## What you have to do
Among the records below, how many lines contain "teams"? State the number and nothing more.
(Material for the task Opens)
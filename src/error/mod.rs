mod app_error;
mod constraint_parser;
mod database_converter;

pub use app_error::{AppError, AppResult};
pub use constraint_parser::{ConstraintKind, ConstraintParser, ConstraintViolation};
pub use database_converter::DatabaseErrorConverter;
use std::sync::Arc;

use member_search::models::{NewMember, NewTeam};
use member_search::repositories::{InMemoryMemberStore, MemberStore};
use member_search::seed::seed_fixture;
use member_search::{AppError, CountStrategy, MemberSearchCondition, MemberSearchService, PageRequest};
use proptest::prelude::*;

async fn seeded_service() -> MemberSearchService {
    let store = Arc::new(InMemoryMemberStore::new());
    seed_fixture(store.as_ref()).await.unwrap();
    MemberSearchService::new(store)
}

fn usernames<'a>(rows: impl IntoIterator<Item = &'a member_search::models::MemberTeamDto>) -> Vec<String> {
    rows.into_iter().map(|row| row.username.clone()).collect()
}

#[tokio::test]
async fn fixture_search_by_team_and_age() {
    let service = seeded_service().await;
    let condition = MemberSearchCondition::new()
        .with_team_name("teamB")
        .with_age_goe(35);

    let rows = service.search(&condition).await.unwrap();

    assert_eq!(usernames(&rows), ["member4"]);
    assert_eq!(rows[0].age, 40);
    assert_eq!(rows[0].team_name.as_deref(), Some("teamB"));
}

#[tokio::test]
async fn fixture_pages_walk_every_member_once() {
    let service = seeded_service().await;
    let condition = MemberSearchCondition::new();
    let mut seen = Vec::new();

    for index in 0..3 {
        let page = PageRequest::of_page(index, 2).unwrap();
        let result = service.search_page_simple(&condition, page).await.unwrap();
        assert_eq!(result.total_count(), 4);
        seen.extend(usernames(result.content()));
    }

    assert_eq!(seen, ["member1", "member2", "member3", "member4"]);
}

#[tokio::test]
async fn teamless_member_is_visible_without_team_filter() {
    let store = Arc::new(InMemoryMemberStore::new());
    seed_fixture(store.as_ref()).await.unwrap();
    store
        .insert_member(NewMember::without_team("loner", 25))
        .await
        .unwrap();
    let service = MemberSearchService::new(store);

    let all = service
        .search(&MemberSearchCondition::new().with_age_goe(25))
        .await
        .unwrap();
    let in_team_a = service
        .search(&MemberSearchCondition::new().with_team_name("teamA"))
        .await
        .unwrap();

    assert_eq!(usernames(&all), ["member3", "member4", "loner"]);
    assert_eq!(all[2].team_id, None);
    assert_eq!(usernames(&in_team_a), ["member1", "member2"]);
}

#[tokio::test]
async fn negative_page_is_rejected() {
    let service = seeded_service().await;

    assert!(matches!(
        PageRequest::new(-1, 10),
        Err(AppError::InvalidPageRequest { .. })
    ));
    assert!(matches!(
        PageRequest::of_page(0, -5),
        Err(AppError::InvalidPageRequest { .. })
    ));
    assert_eq!(service.count_custom().await.unwrap(), 4);
}

#[derive(Debug, Clone)]
struct Row {
    username: String,
    age: i32,
    team: Option<usize>,
}

fn arb_rows() -> impl Strategy<Value = Vec<Row>> {
    prop::collection::vec(
        (
            prop_oneof![Just("alpha"), Just("beta"), Just("gamma")],
            0i32..60,
            prop::option::of(0usize..2),
        )
            .prop_map(|(username, age, team)| Row {
                username: username.to_string(),
                age,
                team,
            }),
        0..25,
    )
}

fn arb_condition() -> impl Strategy<Value = MemberSearchCondition> {
    (
        prop::option::of(prop_oneof![Just("alpha"), Just("beta")]),
        prop::option::of(prop_oneof![Just("teamA"), Just("teamB")]),
        prop::option::of(0i32..60),
        prop::option::of(0i32..60),
    )
        .prop_map(|(username, team_name, goe, loe)| {
            let mut condition = MemberSearchCondition::new();
            if let Some(username) = username {
                condition = condition.with_username(username);
            }
            if let Some(team_name) = team_name {
                condition = condition.with_team_name(team_name);
            }
            if let Some(age) = goe {
                condition = condition.with_age_goe(age);
            }
            if let Some(age) = loe {
                condition = condition.with_age_loe(age);
            }
            condition
        })
}

const TEAM_NAMES: [&str; 2] = ["teamA", "teamB"];

/// Evaluates `condition` against a generated row without going through a store.
fn satisfies(row: &Row, condition: &MemberSearchCondition) -> bool {
    let team_name = row.team.map(|index| TEAM_NAMES[index]);
    condition.username().is_none_or(|username| row.username == username)
        && condition.team_name().is_none_or(|name| team_name == Some(name))
        && condition.age_goe().is_none_or(|age| row.age >= age)
        && condition.age_loe().is_none_or(|age| row.age <= age)
}

async fn service_with(rows: &[Row]) -> MemberSearchService {
    let store = Arc::new(InMemoryMemberStore::new());
    let teams = [
        store.insert_team(NewTeam::new(TEAM_NAMES[0])).await.unwrap(),
        store.insert_team(NewTeam::new(TEAM_NAMES[1])).await.unwrap(),
    ];
    for row in rows {
        let member = match row.team {
            Some(index) => NewMember::new(row.username.as_str(), row.age, &teams[index]),
            None => NewMember::without_team(row.username.as_str(), row.age),
        };
        store.insert_member(member).await.unwrap();
    }
    MemberSearchService::new(store)
}

proptest! {
    #![proptest_config(ProptestConfig::with_cases(64))]

    #[test]
    fn prop_pages_agree_with_unpaged_search(
        rows in arb_rows(),
        condition in arb_condition(),
        index in 0i64..4,
        size in 0i64..6,
    ) {
        let runtime = tokio::runtime::Runtime::new().unwrap();
        runtime.block_on(async {
            let service = service_with(&rows).await;
            let page = PageRequest::of_page(index, size).unwrap();

            let all = service.search(&condition).await.unwrap();
            let simple = service.search_page(&condition, page, CountStrategy::Simple).await.unwrap();
            let complex = service.search_page(&condition, page, CountStrategy::Complex).await.unwrap();

            let start = (page.offset() as usize).min(all.len());
            let end = (start + page.limit() as usize).min(all.len());

            prop_assert!(simple.len() as i64 <= page.limit());
            prop_assert_eq!(simple.content(), &all[start..end]);
            prop_assert_eq!(simple.total_count(), all.len() as i64);
            prop_assert_eq!(complex.content(), simple.content());
            prop_assert_eq!(complex.total_count(), simple.total_count());

            for row in &all {
                if let Some(username) = condition.username() {
                    prop_assert_eq!(row.username.as_str(), username);
                }
                if let Some(team_name) = condition.team_name() {
                    prop_assert_eq!(row.team_name.as_deref(), Some(team_name));
                }
                if let Some(age) = condition.age_goe() {
                    prop_assert!(row.age >= age);
                }
                if let Some(age) = condition.age_loe() {
                    prop_assert!(row.age <= age);
                }
            }

            let expected: Vec<String> = rows
                .iter()
                .filter(|row| satisfies(row, &condition))
                .map(|row| row.username.clone())
                .collect();
            prop_assert_eq!(usernames(&all), expected);
            Ok::<(), TestCaseError>(())
        })?;
    }
}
(Material for the task Closes)
## Your response
2